‘I Guess’ is Kathy Iandoli’s battle cry of #shruglife. It’s everything that impresses us and unimpresses us—which could be one in the same given the day.

I was on a flight to Los Angeles when Watch The Throne was released. If I can remember correctly, if you prepaid for the album on iTunes, it miraculously landed in your phone upon release. I was on a Virgin America flight and losing my fucking mind, replaying the album for the duration of my 5-hour flight and every moment in L.A. thereafter. Both JAY and Kanye kept this project under strict lock and key, delivering hard copies of everything during the recording process to prevent leaks. The irony is that I had already heard the album before it released, as I was one of the few lucky ones to be seated in New York City’s Hayden Planetarium alongside Beyoncé and Gayle King to celebrate this magical moment. But, the power of that project eclipsed that media event, making it required listening over and over and over. JAY and Kanye were a band of brothers, a yin and yang who sounded perfect together. This was in 2011, back when we all had a little more faith in Kanye West than we do now. That being said, do we want him back alongside JAY-Z to bring us a sequel?

We’ve witnessed the decline of Yeezy over the last few years, which has included his make ups to breakups with Hov. It’s a situation that has gone from sad to vile to brotherly to WTFness, and to date, none of it has resulted in any music. WTT2 felt like a bargaining chip when it was first teased in September in the midst of Kanye rambling about all of the albums to come over Twitter.

This past week, Meek Mill dropped his comeback project Championships, and on the track “What’s Free,” a cameo verse from JAY-Z sent the whole industry into a tailspin. The lyrics were decoded and this set of bars were highlighted in particular:

No red hat, don’t Michael and Prince me and Ye

They separate you when you got Michael and Prince’s DNA, uh

I ain’t one of these house niggas you bought

My house like a resort, my house bigger than yours

My spou- (C’mon, man)

My route better, of course

At first listen, everyone thought it was a Kanye diss. Then, JAY-Z took to Twitter to clarify that it wasn’t.
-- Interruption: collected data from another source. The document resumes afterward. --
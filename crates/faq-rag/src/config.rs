//! Configuration for the FAQ assistant
//!
//! Values come from three layers, later layers winning: built-in defaults, an
//! optional TOML file, then environment variables (a `.env` file is loaded into
//! the environment by the binaries before this runs).

use serde::{Deserialize, Serialize};
use std::path::{Path, PathBuf};

use crate::error::{Error, Result};

/// Environment variable naming an optional TOML config file
pub const CONFIG_PATH_ENV: &str = "FAQ_RAG_CONFIG";

/// Main configuration
#[derive(Debug, Clone, Serialize, Deserialize)]
#[serde(default)]
pub struct RagConfig {
    /// Plain-text FAQ document, re-read on every query
    pub source_path: PathBuf,
    /// Chunking configuration
    pub chunking: ChunkingConfig,
    /// Retrieval configuration
    pub retrieval: RetrievalConfig,
    /// Embedding and chat-completion service configuration
    pub llm: LlmConfig,
    /// Chat server configuration
    pub server: ServerConfig,
}

impl Default for RagConfig {
    fn default() -> Self {
        Self {
            source_path: PathBuf::from("./docs/faq_real_estate.txt"),
            chunking: ChunkingConfig::default(),
            retrieval: RetrievalConfig::default(),
            llm: LlmConfig::default(),
            server: ServerConfig::default(),
        }
    }
}

/// Text chunking configuration
#[derive(Debug, Clone, Serialize, Deserialize)]
#[serde(default)]
pub struct ChunkingConfig {
    /// Maximum chunk length in characters
    pub chunk_size: usize,
    /// Characters shared by consecutive chunks
    pub chunk_overlap: usize,
}

impl Default for ChunkingConfig {
    fn default() -> Self {
        Self {
            chunk_size: 100,
            chunk_overlap: 0,
        }
    }
}

/// Retrieval configuration
#[derive(Debug, Clone, Serialize, Deserialize)]
#[serde(default)]
pub struct RetrievalConfig {
    /// Number of chunks handed to the chat model
    pub top_k: usize,
}

impl Default for RetrievalConfig {
    fn default() -> Self {
        Self { top_k: 4 }
    }
}

/// OpenAI-compatible service configuration
#[derive(Debug, Clone, Serialize, Deserialize)]
#[serde(default)]
pub struct LlmConfig {
    /// API base URL, without trailing slash
    pub base_url: String,
    /// API credential; calls fail at first use when absent
    pub api_key: Option<String>,
    /// Embedding model name
    pub embed_model: String,
    /// Default chat model name
    pub generate_model: String,
    /// Sampling temperature for generation
    pub temperature: f32,
    /// Request timeout in seconds; unset leaves the HTTP client's default
    pub timeout_secs: Option<u64>,
    /// Maximum texts per embedding request
    pub embed_batch_size: usize,
}

impl Default for LlmConfig {
    fn default() -> Self {
        Self {
            base_url: "https://api.openai.com/v1".to_string(),
            api_key: None,
            embed_model: "text-embedding-ada-002".to_string(),
            generate_model: "gpt-3.5-turbo".to_string(),
            temperature: 0.7,
            timeout_secs: None,
            embed_batch_size: 512,
        }
    }
}

/// Chat server configuration
#[derive(Debug, Clone, Serialize, Deserialize)]
#[serde(default)]
pub struct ServerConfig {
    /// Host address
    pub host: String,
    /// Port number
    pub port: u16,
    /// Allow cross-origin API calls. The chat page itself is same-origin.
    pub enable_cors: bool,
}

impl Default for ServerConfig {
    fn default() -> Self {
        Self {
            host: "127.0.0.1".to_string(),
            port: 8501,
            enable_cors: false,
        }
    }
}

impl RagConfig {
    /// Load configuration: defaults, then `path` (or `FAQ_RAG_CONFIG`), then
    /// environment overrides.
    pub fn load(path: Option<&Path>) -> Result<Self> {
        let from_env = std::env::var(CONFIG_PATH_ENV).ok().map(PathBuf::from);
        let mut config = match path.map(Path::to_path_buf).or(from_env) {
            Some(path) => Self::from_file(&path)?,
            None => Self::default(),
        };

        config.apply_env_overrides(|key| std::env::var(key).ok());
        config.validate()?;
        Ok(config)
    }

    /// Parse a TOML config file; missing keys keep their defaults
    pub fn from_file(path: &Path) -> Result<Self> {
        let raw = std::fs::read_to_string(path).map_err(|e| {
            Error::Config(format!("Failed to read {}: {}", path.display(), e))
        })?;
        Self::from_toml_str(&raw)
    }

    /// Parse TOML text
    pub fn from_toml_str(raw: &str) -> Result<Self> {
        toml::from_str(raw).map_err(|e| Error::Config(format!("Invalid config: {}", e)))
    }

    /// Apply overrides from a key lookup (the process environment in practice)
    pub fn apply_env_overrides<F>(&mut self, lookup: F)
    where
        F: Fn(&str) -> Option<String>,
    {
        let get = |key: &str| lookup(key).filter(|v| !v.trim().is_empty());

        if let Some(key) = get("OPENAI_API_KEY") {
            self.llm.api_key = Some(key);
        }
        if let Some(url) = get("OPENAI_BASE_URL") {
            self.llm.base_url = url.trim_end_matches('/').to_string();
        }
        if let Some(model) = get("LANGUAGE_MODEL") {
            self.llm.generate_model = model;
        }
        if let Some(model) = get("EMBEDDING_MODEL") {
            self.llm.embed_model = model;
        }
        if let Some(source) = get("FAQ_RAG_SOURCE") {
            self.source_path = PathBuf::from(source);
        }
        if let Some(top_k) = get("FAQ_RAG_TOP_K").and_then(|v| v.parse().ok()) {
            self.retrieval.top_k = top_k;
        }
        if let Some(host) = get("FAQ_RAG_HOST") {
            self.server.host = host;
        }
        if let Some(port) = get("FAQ_RAG_PORT").and_then(|v| v.parse().ok()) {
            self.server.port = port;
        }
    }

    /// Reject settings the pipeline cannot run with
    pub fn validate(&self) -> Result<()> {
        if self.chunking.chunk_size == 0 {
            return Err(Error::Config("chunk_size must be greater than 0".to_string()));
        }
        if self.chunking.chunk_overlap >= self.chunking.chunk_size {
            return Err(Error::Config(format!(
                "chunk_overlap ({}) must be smaller than chunk_size ({})",
                self.chunking.chunk_overlap, self.chunking.chunk_size
            )));
        }
        if self.retrieval.top_k == 0 {
            return Err(Error::Config("top_k must be greater than 0".to_string()));
        }
        if self.llm.embed_batch_size == 0 {
            return Err(Error::Config(
                "embed_batch_size must be greater than 0".to_string(),
            ));
        }
        Ok(())
    }

    /// Whether an API credential is configured
    pub fn has_api_key(&self) -> bool {
        self.llm
            .api_key
            .as_deref()
            .is_some_and(|k| !k.trim().is_empty())
    }
}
Kanye, in turn replies with this:

Ugh.

Well, it’s ugh to me.

Watch The Throne 2 sounds like the puppy a couple adopts on the verge of a breakup to keep the relationship going. It’s that splash of water you add to your liquid soap to stretch it before you head over to Target. It’s the napkin you find in your pocket out of pure luck because the public restroom has no toilet paper. It’s breaking that last piece of gum in half after your friend sees you whipping out the package and asks for a piece, so you begrudgingly have to share.

I could do this all day.

The point is, Watch The Throne 2 feels like more of a necessity than a luxury. And for that reason, it will ultimately suck. JAY-Z’s rhymes won’t suck (we know this), especially when he managed to drop the verse of the year on someone else’s damn album right before 2018 buzzer, and hey, Kanye might even return to form with his tattered MAGA hat and say something profound. Who knows? But, we’re already witnessing this disjointed friendship between two hip hop icons play out on social media and everywhere else, and so a musical project will sound like they’re rapping in two completely different rooms. Do we really need that? Will that really satisfy our voyeuristic need to peek into their lives? Weren’t we satisfied enough with Lemonade, 4:44, and every episode of “Keeping Up With The Kardashians” over the last few years? Like, when will it stop? If we’re not sold that they’ve truly reconciled in private, then it will reflect on a sonic reconciliation in public. And that would be very, very sad. Not even the Hayden Planetarium could put those stars back in our eyes.

On the remix of “Diamonds From Sierra Leone” when Kanye asks, “What’s up with you and Jay, man? Are y’all okay, man?” and JAY-Z jumps in with, “Yep! I got it from here, Ye, damn!” hip hop’s entire heart skipped a beat. We were in the midst of this brotherly quarrel between Jay and Kanye, punctuated by some Coldplay hooks and revealed in detail on Kanye’s “Big Brother.” That remix gave us all a collective sigh, one that we won’t receive with Watch The Throne 2, because A) The characters involved have so drastically changed and B) Only one has changed for the better.

So, what’s free? That album might be since our attention span is fading faster than their chemistry.